Just like me, Sonny was 10 when we moved to a house with a nearby wood, or at least more trees in the yard. By that time we’d abandoned fairy tales and were deeply into Star Wars and Doctor Who. The yard had a little patch of trees that Sonny called “the forest.” It wasn’t big enough for a fort or cottage. That didn’t stop me from worrying that he’d figure out a way to break his neck in there somehow. 

Authors kept tweaking The Three Bears. In 1850, Joseph Cundall turned the old woman into a girl with the name of Silver-Hair. This caught on, and Silver-Hair became Goldilocks. The bears turned from friends to family (siblings, then father-mother-child). Sometimes Goldilocks  repented and made amends, though mostly she just defenestrated herself and headed for home. 

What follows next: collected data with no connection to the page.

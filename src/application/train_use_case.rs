// ============================================================
// Layer 2 — TrainUseCase
// ============================================================
// Orchestrates the full training pipeline in order:
//
//   Step 1: Load claim examples        (Layer 4 - data)
//   Step 2: Load sparse evidences      (Layer 4 - data, optional)
//   Step 3: Load claims dictionary     (Layer 4 - data)
//   Step 4: Split train/validation     (Layer 4 - data)
//   Step 5: Build datasets             (Layer 4 - data)
//   Step 6: Record hyperparameters     (Layer 6 - infra)
//   Step 7: Save config                (Layer 6 - infra)
//   Step 8: Run training loop          (Layer 5 - ml)
//
// Every input is read and validated in steps 1-5, so a missing
// file or a malformed example stops the run before any epoch.
//
// Reference: Rust Book §13 (Iterators and Closures)
//            Burn Book §5 (Training)

use anyhow::{Context, Result};
use serde::{Deserialize, Serialize};
use std::sync::Arc;

use crate::data::{
    dataset::{ClaimDataset, DatasetOptions},
    loader::{load_claims_dict, CorpusLoader},
    splitter::{split_train_val, TRAIN_FRACTION},
};
use crate::domain::{
    example::ClaimExample,
    run_parameters::RunParameters,
    traits::{EpochMetrics, MetricsSink},
};
use crate::infra::{checkpoint::CheckpointManager, metrics::ExperimentLogger};
use crate::ml::{
    model::ClsmConfig,
    trainer::{run_training, LOSS_NAME, OPTIMIZER_NAME},
};

// ─── Runtime Configuration ───────────────────────────────────────────────────
// Process-wide settings, fixed once at startup: which device trains,
// how many loader threads collate batches, and the seed every RNG
// in the run is derived from.
#[derive(Debug, Clone, Copy, PartialEq, Eq, Serialize, Deserialize)]
pub enum DeviceKind {
    /// GPU through burn's WGPU backend
    Wgpu,
    /// CPU through burn's NdArray backend
    Cpu,
}

#[derive(Debug, Clone, Copy, PartialEq, Eq, Serialize, Deserialize)]
pub struct RuntimeConfig {
    pub device:      DeviceKind,
    pub num_workers: usize,
    pub seed:        u64,
}

impl Default for RuntimeConfig {
    fn default() -> Self {
        Self { device: DeviceKind::Wgpu, num_workers: 5, seed: 42 }
    }
}

// ─── Training Configuration ──────────────────────────────────────────────────
// All hyperparameters for a training run.
// Serialisable so it can be saved next to the checkpoints.
#[derive(Debug, Clone, Serialize, Deserialize)]
pub struct TrainConfig {
    pub batch_size:       usize,
    pub data_batch_size:  usize,
    pub learning_rate:    f64,
    pub epochs:           usize,
    /// Directory holding train.json (and evidence.json)
    pub data:             String,
    pub sparse_evidences: bool,
    pub claims_dict:      String,
    pub models_dir:       String,
    pub logs_dir:         String,
    pub feature_dim:      usize,
    pub conv_dim:         usize,
    pub semantic_dim:     usize,
    pub window:           usize,
    pub runtime:          RuntimeConfig,
}

impl Default for TrainConfig {
    fn default() -> Self {
        Self {
            batch_size:       1,
            data_batch_size:  8,
            learning_rate:    1e-3,
            epochs:           3,
            data:             "data/large/train.pkl".to_string(),
            sparse_evidences: false,
            claims_dict:      "new_claims_dict.json".to_string(),
            models_dir:       "models".to_string(),
            logs_dir:         "logs".to_string(),
            feature_dim:      30000,
            conv_dim:         300,
            semantic_dim:     128,
            window:           3,
            runtime:          RuntimeConfig::default(),
        }
    }
}

impl TrainConfig {
    pub fn model_config(&self) -> ClsmConfig {
        ClsmConfig::new(self.feature_dim)
            .with_conv_dim(self.conv_dim)
            .with_semantic_dim(self.semantic_dim)
            .with_window(self.window)
    }

    fn dataset_options(&self) -> DatasetOptions {
        DatasetOptions {
            data_batch_size: self.data_batch_size,
            feature_dim:     self.feature_dim,
            seed:            self.runtime.seed,
        }
    }

    fn run_parameters(&self, training_size: usize) -> RunParameters {
        RunParameters {
            batch_size:       self.batch_size,
            epochs:           self.epochs,
            learning_rate:    self.learning_rate,
            optimizer:        OPTIMIZER_NAME.to_string(),
            loss:             LOSS_NAME.to_string(),
            training_size,
            data_batch_size:  self.data_batch_size,
            data:             self.data.clone(),
            sparse_evidences: self.sparse_evidences,
        }
    }
}

// ─── TrainUseCase ─────────────────────────────────────────────────────────────
pub struct TrainUseCase {
    config: TrainConfig,
}

impl TrainUseCase {
    pub fn new(config: TrainConfig) -> Self {
        Self { config }
    }

    /// Execute the full training pipeline end to end.
    /// Returns the metrics of every finished epoch.
    pub fn execute(&self) -> Result<Vec<EpochMetrics>> {
        let cfg = &self.config;

        // ── Step 1: Claim examples ────────────────────────────────────────────
        let corpus   = CorpusLoader::new(&cfg.data);
        let examples = corpus.load_examples()?;
        let positives: usize = examples.iter().map(ClaimExample::positives).sum();
        let row_refs = examples
            .iter()
            .flat_map(|ex| &ex.evidences)
            .filter(|cand| cand.evidence.is_sparse())
            .count();
        tracing::info!("{} relevant candidates, {} sparse row references", positives, row_refs);

        // ── Step 2: Sparse evidences, only in sparse mode ─────────────────────
        let sparse = if cfg.sparse_evidences {
            Some(Arc::new(corpus.load_sparse_evidences()?))
        } else {
            None
        };

        // ── Step 3: Claims dictionary ─────────────────────────────────────────
        let claims_dict = load_claims_dict(&cfg.claims_dict)?;

        // ── Step 4: Train / validation split (80/20, ordered) ─────────────────
        let (train_examples, val_examples) = split_train_val(examples, TRAIN_FRACTION);
        tracing::info!(
            "Split: {} train, {} validation",
            train_examples.len(),
            val_examples.len()
        );

        // ── Step 5: Build Burn datasets ───────────────────────────────────────
        let options       = cfg.dataset_options();
        let train_dataset = ClaimDataset::new(train_examples, &claims_dict, sparse.clone(), options)
            .context("Invalid training examples")?;
        let val_dataset   = ClaimDataset::new(val_examples, &claims_dict, sparse, options)
            .context("Invalid validation examples")?;
        tracing::info!(
            "Each claim expands to {} pairs; {} claims per batch",
            train_dataset.data_batch_size(),
            cfg.batch_size
        );

        // ── Step 6: Record the hyperparameters of this run ────────────────────
        let params     = cfg.run_parameters(train_dataset.claim_count());
        let mut logger = ExperimentLogger::for_new_run(&cfg.logs_dir)?;
        logger.log_params(&params.entries())?;
        tracing::info!("Logging experiment to '{}'", logger.dir().display());

        // ── Step 7: Save config next to the checkpoints ───────────────────────
        let ckpt_manager = CheckpointManager::new(&cfg.models_dir)?;
        ckpt_manager.save_config(cfg)?;

        // ── Step 8: Run training loop (Layer 5) ───────────────────────────────
        run_training(cfg, train_dataset, val_dataset, &params, &ckpt_manager, &mut logger)
    }
}

// ─── Unit Tests ───────────────────────────────────────────────────────────────
#[cfg(test)]
mod tests {
    use super::*;
    use crate::data::loader::{is_not_found, EVIDENCE_FILE, TRAIN_FILE};
    use crate::ml::test_support::backend_rng_lock;
    use std::{fs, path::Path};

    fn write_inputs(dir: &Path, train_json: &str) -> TrainConfig {
        let data = dir.join("data");
        fs::create_dir_all(&data).unwrap();
        fs::write(data.join(TRAIN_FILE), train_json).unwrap();
        fs::write(dir.join("claims.json"), r#"{"c1": [[1], [2]], "c2": [[3]]}"#).unwrap();

        TrainConfig {
            data:        data.to_string_lossy().into_owned(),
            claims_dict: dir.join("claims.json").to_string_lossy().into_owned(),
            models_dir:  dir.join("models").to_string_lossy().into_owned(),
            logs_dir:    dir.join("logs").to_string_lossy().into_owned(),
            feature_dim: 8,
            conv_dim:    4,
            semantic_dim: 2,
            runtime: RuntimeConfig { device: DeviceKind::Cpu, num_workers: 1, seed: 3 },
            ..TrainConfig::default()
        }
    }

    #[test]
    fn test_sparse_mode_without_evidence_file_fails_before_training() {
        let dir = tempfile::tempdir().unwrap();
        let cfg = TrainConfig {
            sparse_evidences: true,
            ..write_inputs(
                dir.path(),
                r#"[{"claim_id": "c1", "evidences": [{"evidence": 0, "label": 1}]}]"#,
            )
        };
        assert!(!Path::new(&cfg.data).join(EVIDENCE_FILE).exists());

        let err = TrainUseCase::new(cfg.clone()).execute().unwrap_err();
        assert!(is_not_found(&err), "unexpected error: {err:#}");

        // Nothing was logged or saved
        assert!(!Path::new(&cfg.logs_dir).exists());
        assert!(!Path::new(&cfg.models_dir).exists());
    }

    #[test]
    fn test_missing_train_file_is_not_found() {
        let dir = tempfile::tempdir().unwrap();
        let cfg = TrainConfig {
            data: dir.path().join("nowhere").to_string_lossy().into_owned(),
            ..TrainConfig::default()
        };
        let err = TrainUseCase::new(cfg).execute().unwrap_err();
        assert!(is_not_found(&err));
    }

    const FIVE_CLAIMS: &str = r#"[
        {"claim_id": "c1", "evidences": [{"evidence": [[1], [4]], "label": 1},
                                         {"evidence": [[5]], "label": 0}]},
        {"claim_id": "c2", "evidences": [{"evidence": [[3]], "label": 1}]},
        {"claim_id": "c1", "evidences": [{"evidence": [[6, 7]], "label": 0}]},
        {"claim_id": "c2", "evidences": [{"evidence": [[2]], "label": 1}]},
        {"claim_id": "c1", "evidences": [{"evidence": [[0]], "label": 0}]}
    ]"#;

    #[test]
    fn test_cpu_run_writes_logs_and_checkpoint() {
        let _rng = backend_rng_lock();
        let dir  = tempfile::tempdir().unwrap();
        let cfg  = TrainConfig {
            epochs:          1,
            data_batch_size: 2,
            ..write_inputs(dir.path(), FIVE_CLAIMS)
        };

        let history = TrainUseCase::new(cfg.clone()).execute().unwrap();

        assert_eq!(history.len(), 1);
        assert!((0.0..=1.0).contains(&history[0].train_accuracy));
        // The first epoch always becomes the best checkpoint
        assert!(history[0].saved);

        let models = Path::new(&cfg.models_dir);
        assert!(models.join("train_config.json").exists());
        let checkpoints = fs::read_dir(models)
            .unwrap()
            .filter_map(|e| e.ok())
            .filter(|e| e.file_name().to_string_lossy().starts_with("saved_model_batch_size-1_"))
            .count();
        assert_eq!(checkpoints, 1);

        let runs: Vec<_> = fs::read_dir(&cfg.logs_dir).unwrap().filter_map(|e| e.ok()).collect();
        assert_eq!(runs.len(), 1);
        let params = fs::read_to_string(runs[0].path().join("params.json")).unwrap();
        assert!(params.contains("\"training size\": \"4\""));
    }

    #[test]
    fn test_same_config_gives_the_same_history() {
        let _rng = backend_rng_lock();
        let dir  = tempfile::tempdir().unwrap();
        let cfg  = TrainConfig {
            epochs:          2,
            data_batch_size: 2,
            ..write_inputs(dir.path(), FIVE_CLAIMS)
        };
        let rerun = TrainConfig {
            models_dir: dir.path().join("models-2").to_string_lossy().into_owned(),
            logs_dir:   dir.path().join("logs-2").to_string_lossy().into_owned(),
            ..cfg.clone()
        };

        let first  = TrainUseCase::new(cfg).execute().unwrap();
        let second = TrainUseCase::new(rerun).execute().unwrap();

        assert_eq!(first.len(), 2);
        assert_eq!(first, second);
    }
}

As a blonde I’ve occasionally been called Goldilocks, in a kidding way. It’s no compliment. Goldilocks is quite the brat. Most of the retellings emphasize her bad manners and fecklessness. She’s supposed to be on an errand for her mom, not stealing food and breaking chairs! Now that I know she started out as a filthy-mouthed old woman, I should relate to her better—but I don’t.  She’s horrible.  

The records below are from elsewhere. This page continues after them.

// ============================================================
// Layer 3 — Feature Sequences
// ============================================================
// Claims and evidences reach the trainer already featurised:
// every text is a sequence of positions (words), and every
// position activates a handful of features (letter-trigram ids
// in the CLSM paper).
//
// Two encodings exist on disk:
//   - dense:  [[12, 4711], [88], ...]    one list of ids per word
//   - sparse: [[0, 12, 1.0], [1, 88, 2.0]] (position, feature, value)
//
// Both are normalised into FeatureSequence here, so the batcher
// only ever deals with one shape.

use serde::{Deserialize, Serialize};

/// Multi-hot dense encoding: one list of active feature ids per position.
pub type MultiHot = Vec<Vec<u32>>;

/// One non-zero cell of a sparse [position, feature] matrix.
#[derive(Debug, Clone, Copy, PartialEq, Serialize, Deserialize)]
pub struct FeatureEntry(pub u32, pub u32, pub f32);

impl FeatureEntry {
    pub fn position(&self) -> usize { self.0 as usize }
    pub fn feature(&self)  -> usize { self.1 as usize }
    pub fn value(&self)    -> f32   { self.2 }
}

/// A featurised text: `len` positions with sparse non-zero cells.
#[derive(Debug, Clone, PartialEq, Default)]
pub struct FeatureSequence {
    pub len:     usize,
    pub entries: Vec<FeatureEntry>,
}

impl FeatureSequence {
    /// Every listed feature id gets value 1.0 at its position.
    pub fn from_multi_hot(words: &[Vec<u32>]) -> Self {
        let entries = words
            .iter()
            .enumerate()
            .flat_map(|(pos, ids)| {
                ids.iter().map(move |&id| FeatureEntry(pos as u32, id, 1.0))
            })
            .collect();
        Self { len: words.len(), entries }
    }

    /// Length is one past the highest position present.
    pub fn from_entries(entries: Vec<FeatureEntry>) -> Self {
        let len = entries
            .iter()
            .map(|e| e.position() + 1)
            .max()
            .unwrap_or(0);
        Self { len, entries }
    }

    /// Highest feature id referenced, if any.
    pub fn max_feature(&self) -> Option<usize> {
        self.entries.iter().map(FeatureEntry::feature).max()
    }
}

#[cfg(test)]
mod tests {
    use super::*;

    #[test]
    fn test_multi_hot_positions() {
        let seq = FeatureSequence::from_multi_hot(&[vec![3, 7], vec![], vec![1]]);
        assert_eq!(seq.len, 3);
        assert_eq!(
            seq.entries,
            vec![
                FeatureEntry(0, 3, 1.0),
                FeatureEntry(0, 7, 1.0),
                FeatureEntry(2, 1, 1.0),
            ]
        );
        assert_eq!(seq.max_feature(), Some(7));
    }

    #[test]
    fn test_entries_length_from_highest_position() {
        let seq = FeatureSequence::from_entries(vec![
            FeatureEntry(4, 2, 0.5),
            FeatureEntry(1, 9, 2.0),
        ]);
        assert_eq!(seq.len, 5);

        let empty = FeatureSequence::from_entries(Vec::new());
        assert_eq!(empty.len, 0);
        assert_eq!(empty.max_feature(), None);
    }
}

Nobody blames the bears, not even after the cathedral thing. They’re punctilious about manners and social niceties. The porridge is set out to cool because the bears know that it’s impolite to blow on one’s food, even in the privacy of one’s own cottage in the woods. Their floors are swept spotless. Wee Little’s chair has been repaired. The beds have been remade. The bears pace warily through the forest. Once upon a time they left their door unlatched, but no more. 


I’ve written a few more 55-word stories lately. The ”rule” for a 55-word story is that the body of the story must be 55 words exactly, although the title is not included in the word count.* I’m not good at something that needs to be so economical, but it’s helpful to practice.  

Here’s one of mine from a couple of days ago: 


The Brushoff

Emily, down to her last pair of pantyhose, peeked through the curtains. No Kit in sight. Her car 23 steps away. 

Kit’s harmless, Herb said. Throw him a stick. 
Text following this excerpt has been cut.